A small number of health-care professionals has been deployed as an added staffing boost to some hospitals, long-term care homes and clinics in the Outaouais region.
The Centre intégré de santé et de services sociaux de l’Outaouais (CISSSO), western Quebec’s health authority, sent seven health-care workers earlier this month to CHSLD de la Petite-Nation, a long-term care home east of Gatineau.

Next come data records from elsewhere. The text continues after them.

use std::path::PathBuf;
use std::sync::Arc;
use serde::Serialize;
use tokio::sync::watch;

use crate::device::DeviceState;
use crate::queue::{QueueHandle, QueueSnapshot, TestRecord, TestRequest, TestSubmission};
use crate::results::{write_run_config, RunConfig};
use crate::serial::{ConnectionState, DeviceProtocol};
use crate::store::TestStore;

/// Shared handles the command surface operates on
#[derive(Clone)]
pub struct RunnerContext {
    pub store: Arc<dyn TestStore>,
    pub queue: QueueHandle,
    pub tests_root: PathBuf,
    /// Present only when running against hardware
    pub protocol: Option<DeviceProtocol>,
    pub device_state: Option<watch::Receiver<DeviceState>>,
}

#[derive(Debug, Clone, Serialize)]
#[serde(rename_all = "camelCase")]
pub struct DeviceStatusReport {
    pub use_hardware: bool,
    pub connection: Option<ConnectionState>,
    pub device: Option<DeviceState>,
}

/// Validate a submission, persist it as Queued and hand it to the queue
pub async fn submit_test(submission: TestSubmission, ctx: &RunnerContext) -> Result<u64, String> {
    let validated = submission
        .validate()
        .map_err(|e| format!("Invalid submission: {}", e))?;

    let id = ctx
        .store
        .create_queued(&validated)
        .await
        .map_err(|e| format!("Failed to create test record: {}", e))?;

    let run_config = RunConfig {
        test_id: id,
        chip_id: validated.chip_id.clone(),
        snr_range: validated.snr_range.clone(),
        batch_size: validated.batch_size,
    };
    if let Err(e) = write_run_config(&ctx.tests_root, &validated.username, &run_config) {
        // The results file is what matters; a missing config copy is not fatal
        log::warn!("Failed to write run config for test {}: {}", id, e);
    }

    ctx.queue
        .enqueue(TestRequest::new(id, validated))
        .map_err(|e| format!("Failed to queue test {}: {}", id, e))?;

    log::info!("Accepted test {}", id);
    Ok(id)
}

/// Get the stored record of one test
pub async fn get_test(test_id: u64, ctx: &RunnerContext) -> Result<TestRecord, String> {
    ctx.store
        .get_by_id(test_id)
        .await
        .map_err(|e| format!("Failed to read test: {}", e))
}

/// Current queue snapshot
pub async fn queue_status(ctx: &RunnerContext) -> Result<QueueSnapshot, String> {
    Ok(ctx.queue.snapshot())
}

/// Link state and the last known controller state
pub async fn device_status(ctx: &RunnerContext) -> Result<DeviceStatusReport, String> {
    Ok(DeviceStatusReport {
        use_hardware: ctx.protocol.is_some(),
        connection: ctx.protocol.as_ref().map(|p| p.link().state()),
        device: ctx.device_state.as_ref().map(|rx| rx.borrow().clone()),
    })
}

/// Forward an admin chip status change to the controller
pub async fn set_chip_status(chip_id: String, status: String, ctx: &RunnerContext) -> Result<(), String> {
    let protocol = ctx
        .protocol
        .as_ref()
        .ok_or_else(|| "No test controller in simulation mode".to_string())?;

    protocol
        .send_chip_status(&chip_id, &status)
        .await
        .map_err(|e| format!("Failed to send chip status: {}", e))
}
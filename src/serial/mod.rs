pub mod interface;
pub mod link;
pub mod protocol;

pub use interface::{SerialDeviceInfo, TEENSY_VID};
pub use link::{ConnectionState, LinkOptions, ReconnectPolicy, SerialLink};
pub use protocol::{DeviceEvent, DeviceProtocol, EventStream};

#[derive(Debug, thiserror::Error)]
pub enum SerialError {
    #[error("Port not found: {0}")]
    PortNotFound(String),

    #[error("Connection failed: {0}")]
    ConnectionFailed(String),

    #[error("Write failed: {0}")]
    WriteFailed(String),

    #[error("Communication timeout")]
    Timeout,

    #[error("Serial link closed")]
    LinkClosed,

    #[error("IO error: {0}")]
    IoError(#[from] std::io::Error),

    #[error("Serialport error: {0}")]
    SerialportError(#[from] serialport::Error),
}

pub type Result<T> = std::result::Result<T, SerialError>;
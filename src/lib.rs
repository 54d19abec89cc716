pub mod beacon;
pub mod commands;
pub mod config;
pub mod device;
pub mod logging;
pub mod notify;
pub mod queue;
pub mod results;
pub mod serial;
pub mod store;

use std::sync::Arc;
use anyhow::Context;
use tokio::io::{AsyncBufReadExt, BufReader};

use beacon::StatusBeacon;
use commands::RunnerContext;
use config::RunnerConfig;
use device::DeviceMonitor;
use notify::LogNotifier;
use queue::{Executor, Simulator, TestQueue, TestSubmission};
use serial::{DeviceProtocol, SerialLink};
use store::{JsonTestStore, TestStore};

/// Run the test runner until ctrl-c or until the submission feed on stdin ends.
///
/// Each stdin line is a JSON test submission
/// (`{"username":..,"chipId":..,"snrRange":..,"batchSize":..}`); the assigned
/// id or the rejection reason is logged.
pub async fn run(config: RunnerConfig) -> anyhow::Result<()> {
    let store: Arc<dyn TestStore> = match &config.store_path {
        Some(path) => Arc::new(
            JsonTestStore::open(path)
                .await
                .with_context(|| format!("Failed to open test store '{}'", path.display()))?,
        ),
        None => Arc::new(JsonTestStore::in_memory()),
    };

    let protocol = if config.use_hardware {
        log::info!("Using test controller on {} at {} baud", config.serial_path, config.baud_rate);
        let link = SerialLink::open_or_degraded(&config.serial_path, config.baud_rate, config.link_options());
        Some(DeviceProtocol::new(link))
    } else {
        log::info!("Hardware disabled, results will be simulated");
        None
    };

    let monitor = protocol.clone().map(DeviceMonitor::start);
    let beacon = protocol
        .clone()
        .map(|p| StatusBeacon::start(p, config.beacon_interval()));

    let executor = match &protocol {
        Some(p) => Executor::Hardware(p.clone()),
        None => Executor::Simulated(Simulator::new()),
    };
    let queue = TestQueue::new(store.clone(), Arc::new(LogNotifier), executor, config.queue_settings());
    let (queue_handle, queue_task) = queue.spawn();

    let ctx = RunnerContext {
        store,
        queue: queue_handle.clone(),
        tests_root: config.tests_root.clone(),
        protocol: protocol.clone(),
        device_state: monitor.as_ref().map(|m| m.state_receiver()),
    };

    log::info!("DAQROC runner started, reading submissions from stdin");
    tokio::select! {
        result = tokio::signal::ctrl_c() => {
            result.context("Failed to listen for ctrl-c")?;
            log::info!("Shutdown requested");
        }
        _ = submission_feed(&ctx) => {
            log::info!("Submission feed closed, waiting for the queue to drain");
            tokio::select! {
                drained = queue_handle.drained() => {
                    if drained.is_err() {
                        log::warn!("Test queue stopped before draining");
                    }
                }
                result = tokio::signal::ctrl_c() => {
                    result.context("Failed to listen for ctrl-c")?;
                }
            }
        }
    }

    // Beacon first so nothing new is written, then the queue, then the link
    if let Some(beacon) = beacon {
        beacon.stop().await;
    }
    queue_handle.shutdown();
    if let Err(e) = queue_task.await {
        log::error!("Queue task ended abnormally: {}", e);
    }
    if let Some(monitor) = monitor {
        monitor.stop().await;
    }
    if let Some(protocol) = protocol {
        protocol.link().close().await;
    }

    log::info!("DAQROC runner stopped");
    Ok(())
}

async fn submission_feed(ctx: &RunnerContext) {
    let mut lines = BufReader::new(tokio::io::stdin()).lines();
    loop {
        let line = match lines.next_line().await {
            Ok(Some(line)) => line,
            Ok(None) => break,
            Err(e) => {
                log::error!("Failed to read submission: {}", e);
                break;
            }
        };
        if line.trim().is_empty() {
            continue;
        }

        let submission: TestSubmission = match serde_json::from_str(&line) {
            Ok(submission) => submission,
            Err(e) => {
                log::warn!("Rejected submission: {}", e);
                continue;
            }
        };
        match commands::submit_test(submission, ctx).await {
            Ok(id) => log::info!("Submission accepted as test {}", id),
            Err(e) => log::warn!("Rejected submission: {}", e),
        }
    }
}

Starting Monday, two new auxiliary nurses will be lending a hand at the Foyer Père-Guinard, a long-term care home in Maniwaki, Que., said Camille Brochu-Lafrance, a spokesperson for CISSSO.
Another auxiliary nurse is expected in the region in the beginning of November in a sector which remains to be determined, she added.
In May, the Quebec government announced it would create a “flying squad” to address the shortage of health-care workers in some regions of the province.
Earlier in the summer, CISSSO said it needed nurses and nursing assistants for emergency, operating room, surgical unit and intensive care sectors, with CEO Marc Bilodeau saying he was preparing for the “worst-case scenario.”
Bilodeau added that staffing had not recovered to pre-pandemic levels.
Karine D’Auteuil, president of the Syndicat des professionnelles en soins de l’Outaouais, a local nurses union, said the recent deployments are a step in the right direction but that “we must not [declare] victory.”
“We must continue to work on recruitment. The shortage in Outaouais is critical,” she said in French.